**Task requirements**
The listing below is to be reproduced in full, character for character.

**Input data**
+ + +
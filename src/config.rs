//! Rule file loading.
//!
//! Rules are declared in TOML as an ordered array of tables. Each entry
//! carries a regex `pattern` and exactly one resolver field:
//!
//! ```toml
//! [[rules]]
//! pattern = '\.pdf$'
//! dest = 'documents/'
//!
//! [[rules]]
//! pattern = '(^|/)\.git/$'
//! action = 'skip-recurse'
//!
//! [[rules]]
//! pattern = '\.'
//! handler = 'extension-dir'
//! ```
//!
//! A `dest` ending in `/` places the matched item inside that directory
//! under its own name; without the slash the item is renamed to exactly
//! that path. `{0}`, `{1}`, ... and `{name}` placeholders are substituted
//! from the regex match. When no rule file is given, a built-in default
//! table modeled on common extension groups is used.

use crate::rules::{Action, Resolver, Rule, RuleError, RuleSet, lookup_handler};
use regex::Regex;
use serde::Deserialize;
use std::fs;
use std::path::Path;

/// A rule file as deserialized from TOML.
#[derive(Debug, Clone, Deserialize)]
pub struct RuleFile {
    #[serde(default)]
    pub rules: Vec<RuleEntry>,
}

/// One declarative rule record.
///
/// Exactly one of `dest`, `action` and `handler` must be set; anything
/// else is a fatal configuration error.
#[derive(Debug, Clone, Deserialize)]
pub struct RuleEntry {
    pub pattern: String,
    #[serde(default)]
    pub dest: Option<String>,
    #[serde(default)]
    pub action: Option<String>,
    #[serde(default)]
    pub handler: Option<String>,
}

impl RuleFile {
    /// Loads a rule file from disk.
    pub fn load(path: &Path) -> Result<Self, RuleError> {
        if !path.exists() {
            return Err(RuleError::FileNotFound(path.to_path_buf()));
        }
        let content = fs::read_to_string(path).map_err(|e| RuleError::IoError(e.to_string()))?;
        toml::from_str(&content).map_err(|e| RuleError::FileInvalid(e.to_string()))
    }

    /// Compiles the declared entries into an ordered [`RuleSet`].
    ///
    /// Declaration order is preserved; the classifier applies the first
    /// matching rule.
    pub fn compile(self) -> Result<RuleSet, RuleError> {
        let rules = self
            .rules
            .into_iter()
            .map(compile_entry)
            .collect::<Result<Vec<_>, _>>()?;
        Ok(RuleSet::new(rules))
    }
}

fn compile_entry(entry: RuleEntry) -> Result<Rule, RuleError> {
    let pattern = Regex::new(&entry.pattern).map_err(|e| RuleError::InvalidPattern {
        pattern: entry.pattern.clone(),
        reason: e.to_string(),
    })?;

    let resolver = match (entry.dest, entry.action, entry.handler) {
        (Some(dest), None, None) => Resolver::Template(dest),
        (None, Some(action), None) => match action.as_str() {
            "skip" => Resolver::Constant(Action::Skip),
            "skip-recurse" => Resolver::Constant(Action::SkipRecurse),
            _ => {
                return Err(RuleError::UnknownAction {
                    pattern: entry.pattern,
                    action,
                });
            }
        },
        (None, None, Some(handler)) => match lookup_handler(&handler) {
            Some(func) => Resolver::Handler {
                name: handler,
                func,
            },
            None => {
                return Err(RuleError::UnknownHandler {
                    pattern: entry.pattern,
                    handler,
                });
            }
        },
        _ => {
            return Err(RuleError::MalformedRule {
                pattern: entry.pattern,
            });
        }
    };

    Ok(Rule { pattern, resolver })
}

/// The built-in rule table used when no rule file is supplied.
///
/// Common extension groups first, then fallbacks: version-control
/// directories are never descended into, files with an unrecognized
/// extension go to `other/<ext>_files/`, extensionless files to
/// `other/`, and unmatched directories to `directories/`.
pub fn default_rules() -> RuleSet {
    let entries = [
        (
            r"(^|/)\.(git|hg|svn)/$",
            RawResolver::Action(Action::SkipRecurse),
        ),
        (
            r"\.(pdf|docx?|odt|rtf|txt|md|epub)$",
            RawResolver::Dest("documents/"),
        ),
        (
            r"\.(png|jpe?g|gif|bmp|svg|webp|tiff?)$",
            RawResolver::Dest("images/"),
        ),
        (r"\.(mp3|flac|ogg|wav|m4a|aac)$", RawResolver::Dest("music/")),
        (r"\.(mp4|mkv|avi|mov|webm|wmv)$", RawResolver::Dest("videos/")),
        (
            r"\.(zip|rar|7z|tar|gz|bz2|xz)$",
            RawResolver::Dest("archives/"),
        ),
        (
            r"\.(rs|py|c|cpp|h|java|js|ts|sh|rb|go)$",
            RawResolver::Dest("code/"),
        ),
        (
            r"\.(?P<ext>[^./]+)$",
            RawResolver::Dest("other/{ext}_files/"),
        ),
        (r"(^|/)[^./]+$", RawResolver::Dest("other/")),
        (r"/$", RawResolver::Dest("directories/")),
    ];

    let rules = entries
        .into_iter()
        .map(|(pattern, raw)| Rule {
            pattern: Regex::new(pattern).expect("built-in rule pattern must compile"),
            resolver: match raw {
                RawResolver::Dest(d) => Resolver::Template(d.to_string()),
                RawResolver::Action(a) => Resolver::Constant(a),
            },
        })
        .collect();
    RuleSet::new(rules)
}

enum RawResolver {
    Dest(&'static str),
    Action(Action),
}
+ + +
**Output for this exercise**
filename src/config.rs
//! Rule file loading.
//!
//! Rules are declared in TOML as an ordered array of tables. Each entry
//! carries a regex `pattern` and exactly one resolver field:
//!
//! ```toml
//! [[rules]]
//! pattern = '\.pdf$'
//! dest = 'documents/'
//!
//! [[rules]]
//! pattern = '(^|/)\.git/$'
//! action = 'skip-recurse'
//!
//! [[rules]]
//! pattern = '\.'
//! handler = 'extension-dir'
//! ```
//!
//! A `dest` ending in `/` places the matched item inside that directory
//! under its own name; without the slash the item is renamed to exactly
//! that path. `{0}`, `{1}`, ... and `{name}` placeholders are substituted
//! from the regex match. When no rule file is given, a built-in default
//! table modeled on common extension groups is used.

use crate::rules::{Action, Resolver, Rule, RuleError, RuleSet, lookup_handler};
use regex::Regex;
use serde::Deserialize;
use std::fs;
use std::path::Path;

/// A rule file as deserialized from TOML.
#[derive(Debug, Clone, Deserialize)]
pub struct RuleFile {
    #[serde(default)]
    pub rules: Vec<RuleEntry>,
}

/// One declarative rule record.
///
/// Exactly one of `dest`, `action` and `handler` must be set; anything
/// else is a fatal configuration error.
#[derive(Debug, Clone, Deserialize)]
pub struct RuleEntry {
    pub pattern: String,
    #[serde(default)]
    pub dest: Option<String>,
    #[serde(default)]
    pub action: Option<String>,
    #[serde(default)]
    pub handler: Option<String>,
}

impl RuleFile {
    /// Loads a rule file from disk.
    pub fn load(path: &Path) -> Result<Self, RuleError> {
        if !path.exists() {
            return Err(RuleError::FileNotFound(path.to_path_buf()));
        }
        let content = fs::read_to_string(path).map_err(|e| RuleError::IoError(e.to_string()))?;
        toml::from_str(&content).map_err(|e| RuleError::FileInvalid(e.to_string()))
    }

    /// Compiles the declared entries into an ordered [`RuleSet`].
    ///
    /// Declaration order is preserved; the classifier applies the first
    /// matching rule.
    pub fn compile(self) -> Result<RuleSet, RuleError> {
        let rules = self
            .rules
            .into_iter()
            .map(compile_entry)
            .collect::<Result<Vec<_>, _>>()?;
        Ok(RuleSet::new(rules))
    }
}

fn compile_entry(entry: RuleEntry) -> Result<Rule, RuleError> {
    let pattern = Regex::new(&entry.pattern).map_err(|e| RuleError::InvalidPattern {
        pattern: entry.pattern.clone(),
        reason: e.to_string(),
    })?;

    let resolver = match (entry.dest, entry.action, entry.handler) {
        (Some(dest), None, None) => Resolver::Template(dest),
        (None, Some(action), None) => match action.as_str() {
            "skip" => Resolver::Constant(Action::Skip),
            "skip-recurse" => Resolver::Constant(Action::SkipRecurse),
            _ => {
                return Err(RuleError::UnknownAction {
                    pattern: entry.pattern,
                    action,
                });
            }
        },
        (None, None, Some(handler)) => match lookup_handler(&handler) {
            Some(func) => Resolver::Handler {
                name: handler,
                func,
            },
            None => {
                return Err(RuleError::UnknownHandler {
                    pattern: entry.pattern,
                    handler,
                });
            }
        },
        _ => {
            return Err(RuleError::MalformedRule {
                pattern: entry.pattern,
            });
        }
    };

    Ok(Rule { pattern, resolver })
}

/// The built-in rule table used when no rule file is supplied.
///
/// Common extension groups first, then fallbacks: version-control
/// directories are never descended into, files with an unrecognized
/// extension go to `other/<ext>_files/`, extensionless files to
/// `other/`, and unmatched directories to `directories/`.
pub fn default_rules() -> RuleSet {
    let entries = [
        (
            r"(^|/)\.(git|hg|svn)/$",
            RawResolver::Action(Action::SkipRecurse),
        ),
        (
            r"\.(pdf|docx?|odt|rtf|txt|md|epub)$",
            RawResolver::Dest("documents/"),
        ),
        (
            r"\.(png|jpe?g|gif|bmp|svg|webp|tiff?)$",
            RawResolver::Dest("images/"),
        ),
        (r"\.(mp3|flac|ogg|wav|m4a|aac)$", RawResolver::Dest("music/")),
        (r"\.(mp4|mkv|avi|mov|webm|wmv)$", RawResolver::Dest("videos/")),
        (
            r"\.(zip|rar|7z|tar|gz|bz2|xz)$",
            RawResolver::Dest("archives/"),
        ),
        (
            r"\.(rs|py|c|cpp|h|java|js|ts|sh|rb|go)$",
            RawResolver::Dest("code/"),
        ),
        (
            r"\.(?P<ext>[^./]+)$",
            RawResolver::Dest("other/{ext}_files/"),
        ),
        (r"(^|/)[^./]+$", RawResolver::Dest("other/")),
        (r"/$", RawResolver::Dest("directories/")),
    ];

    let rules = entries
        .into_iter()
        .map(|(pattern, raw)| Rule {
            pattern: Regex::new(pattern).expect("built-in rule pattern must compile"),
            resolver: match raw {
                RawResolver::Dest(d) => Resolver::Template(d.to_string()),
                RawResolver::Action(a) => Resolver::Constant(a),
            },
        })
        .collect();
    RuleSet::new(rules)
}

enum RawResolver {
    Dest(&'static str),
    Action(Action),
}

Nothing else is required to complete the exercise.